Thanks for writing to Ask Dr. Math, Chris.

Sorry, but this isn't a proof. It isn't even an example, because
2 is not a factor of 999, and neither is 499.5.

For n to be a factor of 999, it must be that 999 = n*m, where n and
m are both natural numbers. The factors of 999 are 999, 333, 111, 37,
27, 9, 3, and 1. The factors other than 999 add up to 521, which is
less than 999, so 999 is deficient, and not perfect.

If there is an odd perfect number N, it must have more than 300
decimal digits, and satisfy a large number of complicated
conditions.  Here are a few:

1. N must leave a remainder of 1 when divided by 12 or a
remainder of 9 when divided by 36.

2. It must have at least six different prime divisors.

3. It must have the form p^e*m^2, where p is a prime and both p
and e leave a remainder of 1 when divided by 4.

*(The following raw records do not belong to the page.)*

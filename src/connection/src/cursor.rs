use rust_decimal::Decimal;
use xf_types::{Candle, Trade};

/// Remembers the newest trade a poll channel has emitted.
#[derive(Debug, Default)]
pub struct TradeCursor {
    last: Decimal,
}

impl TradeCursor {
    pub fn last(&self) -> Decimal {
        self.last
    }

    /// Returns the trades newer than the cursor, oldest first, and moves the cursor
    /// to the newest of them.
    ///
    /// Trades sharing a timestamp are spread apart by 0.001 ms so that both survive
    /// the strict comparison. This keeps them distinct, it does not recover their
    /// true order.
    pub fn advance(&mut self, mut trades: Vec<Trade>) -> Vec<Trade> {
        let nudge = Decimal::new(1, 3);
        trades.sort_by(|a, b| a.mts.cmp(&b.mts));

        let mut previous: Option<Decimal> = None;
        for trade in trades.iter_mut() {
            if let Some(previous) = previous {
                if trade.mts <= previous {
                    trade.mts = previous + nudge;
                }
            }
            previous = Some(trade.mts);
        }

        let fresh: Vec<Trade> = trades.into_iter().filter(|t| t.mts > self.last).collect();
        if let Some(newest) = fresh.last() {
            self.last = newest.mts;
        }
        fresh
    }
}

/// The last closed bar followed by the bar in progress.
pub fn recent_candles(mut candles: Vec<Candle>) -> Vec<Candle> {
    candles.sort_by_key(|c| c.mts);
    let skip = candles.len().saturating_sub(2);
    candles.split_off(skip)
}

#[cfg(test)]
mod tests {
    use super::*;

    fn trade(mts: i64) -> Trade {
        Trade {
            id: None,
            price: Decimal::from(100),
            amount: Decimal::ONE,
            mts: Decimal::from(mts),
        }
    }

    fn candle(mts: u64) -> Candle {
        Candle {
            mts,
            open: Decimal::ONE,
            high: Decimal::ONE,
            low: Decimal::ONE,
            close: Decimal::ONE,
            volume: Decimal::ONE,
        }
    }

    #[test]
    fn dedups_across_ticks() {
        let mut cursor = TradeCursor::default();

        let first = cursor.advance(vec![trade(100), trade(100), trade(105)]);
        assert_eq!(first.len(), 3);
        assert!(first[0].mts < first[1].mts);
        assert!(cursor.last() >= Decimal::from(105));

        let second = cursor.advance(vec![trade(105), trade(110)]);
        assert_eq!(second.len(), 1);
        assert_eq!(second[0].mts, Decimal::from(110));
        assert_eq!(cursor.last(), Decimal::from(110));
    }

    #[test]
    fn unsorted_pages_are_ordered() {
        let mut cursor = TradeCursor::default();
        let fresh = cursor.advance(vec![trade(30), trade(10), trade(20)]);
        let times: Vec<Decimal> = fresh.iter().map(|t| t.mts).collect();
        assert_eq!(times, vec![Decimal::from(10), Decimal::from(20), Decimal::from(30)]);
    }

    #[test]
    fn empty_page_keeps_cursor() {
        let mut cursor = TradeCursor::default();
        cursor.advance(vec![trade(50)]);
        assert!(cursor.advance(vec![]).is_empty());
        assert!(cursor.advance(vec![trade(40), trade(50)]).is_empty());
        assert_eq!(cursor.last(), Decimal::from(50));
    }

    #[test]
    fn keeps_two_most_recent_candles() {
        let recent = recent_candles(vec![candle(3), candle(1), candle(2)]);
        let times: Vec<u64> = recent.iter().map(|c| c.mts).collect();
        assert_eq!(times, vec![2, 3]);
        assert_eq!(recent_candles(vec![candle(1)]).len(), 1);
    }
}
use crate::session::{Event, SocketEvent};
use async_trait::async_trait;
use ezsockets::client::ClientCloseMode;
use ezsockets::{ClientConfig, ClientExt, Error, WSError};
use tokio::select;
use tokio::sync::mpsc::UnboundedSender;
use tokio_util::sync::CancellationToken;
use tracing::{error, info, trace};
use xf_types::{Exchange, OpenOptions};

/// The outbound half of a live socket, as seen by the session.
pub trait Socket: Send {
    fn send(&self, text: String) -> xf_types::Result<()>;

    fn close(&self);
}

struct EzSocket {
    exchange: Exchange,
    handle: ezsockets::Client<WebSocketClient>,
}

impl Socket for EzSocket {
    fn send(&self, text: String) -> xf_types::Result<()> {
        trace!("{}: Sending message: {text}", self.exchange);
        self.handle
            .text(text)
            .map(|_| ())
            .map_err(|e| xf_types::Error::Transport(e.to_string()))
    }

    fn close(&self) {
        if let Err(error) = self.handle.close(None) {
            trace!("{}: Close on a finished socket: {error}", self.exchange);
        }
    }
}

struct WebSocketClient {
    exchange: Exchange,
    generation: u64,
    events: UnboundedSender<Event>,
    reconnect: bool,
}

impl WebSocketClient {
    fn forward(&self, event: SocketEvent) {
        let _ = self.events.send(Event::Socket(self.generation, event));
    }

    fn close_mode(&self) -> ClientCloseMode {
        if self.reconnect {
            ClientCloseMode::Reconnect
        } else {
            ClientCloseMode::Close
        }
    }
}

#[async_trait]
impl ClientExt for WebSocketClient {
    type Call = ();

    async fn on_text(&mut self, text: String) -> Result<(), Error> {
        trace!("{}: Received text: {text}", self.exchange);
        self.forward(SocketEvent::Text(text));
        Ok(())
    }

    async fn on_binary(&mut self, bytes: Vec<u8>) -> Result<(), Error> {
        trace!("{}: Ignoring {} binary bytes", self.exchange, bytes.len());
        Ok(())
    }

    async fn on_call(&mut self, _: Self::Call) -> Result<(), Error> {
        Ok(())
    }

    async fn on_connect(&mut self) -> Result<(), Error> {
        info!("{}: Connected", self.exchange);
        self.forward(SocketEvent::Connected);
        Ok(())
    }

    async fn on_disconnect(&mut self) -> Result<ClientCloseMode, Error> {
        info!("{}: Disconnected", self.exchange);
        self.forward(SocketEvent::Disconnected);
        Ok(self.close_mode())
    }

    async fn on_connect_fail(&mut self, error: WSError) -> Result<ClientCloseMode, Error> {
        error!("{}: Failed to connect: {error:?}", self.exchange);
        self.forward(SocketEvent::Failed(error.to_string()));
        Ok(self.close_mode())
    }
}

/// Connects in the background. Every callback is tagged with `generation` so the
/// session can discard events from a socket it has already replaced.
pub(crate) fn open(
    exchange: Exchange,
    url: &str,
    generation: u64,
    options: &OpenOptions,
    events: UnboundedSender<Event>,
    cancellation_token: CancellationToken,
) {
    let config = ClientConfig::new(url).reconnect_interval(options.reconnect_delay);
    let reconnect = options.auto_reconnect;

    tokio::spawn(async move {
        let client_events = events.clone();
        let (handle, future) = ezsockets::connect(
            |_| WebSocketClient {
                exchange,
                generation,
                events: client_events,
                reconnect,
            },
            config,
        )
        .await;

        let socket = EzSocket {
            exchange,
            handle: handle.clone(),
        };
        let _ = events.send(Event::Socket(
            generation,
            SocketEvent::Attached(Box::new(socket)),
        ));

        select! {
            result = future => {
                if let Err(error) = result {
                    error!("{exchange}: Socket stopped: {error}");
                    let _ = events.send(Event::Socket(generation, SocketEvent::Failed(error.to_string())));
                }
            }
            _ = cancellation_token.cancelled() => {
                let _ = handle.close(None);
            }
        }

        info!("{exchange}: Socket task finished");
    });
}
use rust_decimal::Decimal;
use serde::{Deserialize, Serialize};

pub const HIDDEN: u64 = 1 << 6;
pub const REDUCE_ONLY: u64 = 1 << 10;
pub const POST_ONLY: u64 = 1 << 12;
pub const OCO: u64 = 1 << 14;

/// An order handed through to the exchange's authenticated socket.
#[derive(Clone, Debug, PartialEq, Serialize, Deserialize)]
pub struct NewOrder {
    pub symbol: String,
    pub order_type: String,
    /// Negative to sell.
    pub amount: Decimal,
    pub price: Option<Decimal>,
    pub cid: u64,
    pub gid: Option<u64>,
    pub flags: u64,
    pub lev: Option<u32>,
}

#[derive(Clone, Debug, PartialEq)]
pub enum OrderOp {
    Submit(NewOrder),
    Cancel { id: String },
}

4. If m = q1^a1 * q2^a2 * ... * qn^an, each q a prime number,
then not all of the a's can equal 1.  If a2 = ... = an = 1,
then a1 > 2.  If a3 = ... = an = 1, then not both a1 and a2
can equal 2.

5. a1 = a2 = ... = an = 2 is impossible.

6. The set {1+a1, 1+a2, ..., 1+an} cannot have as a common
divisor 9, 15, 21, or 33.

7. If e = 5, then ai > 2 for all i's.

8. If N is not divisible by 3, it must have at least 9
different prime divisors.  If N is not divisible by 21, it
must have at least 11 such divisors.  If not divisible by 15,
it must have at least 14 different prime divisors, and if not
divisible by 105, it must have at least 27 such divisors.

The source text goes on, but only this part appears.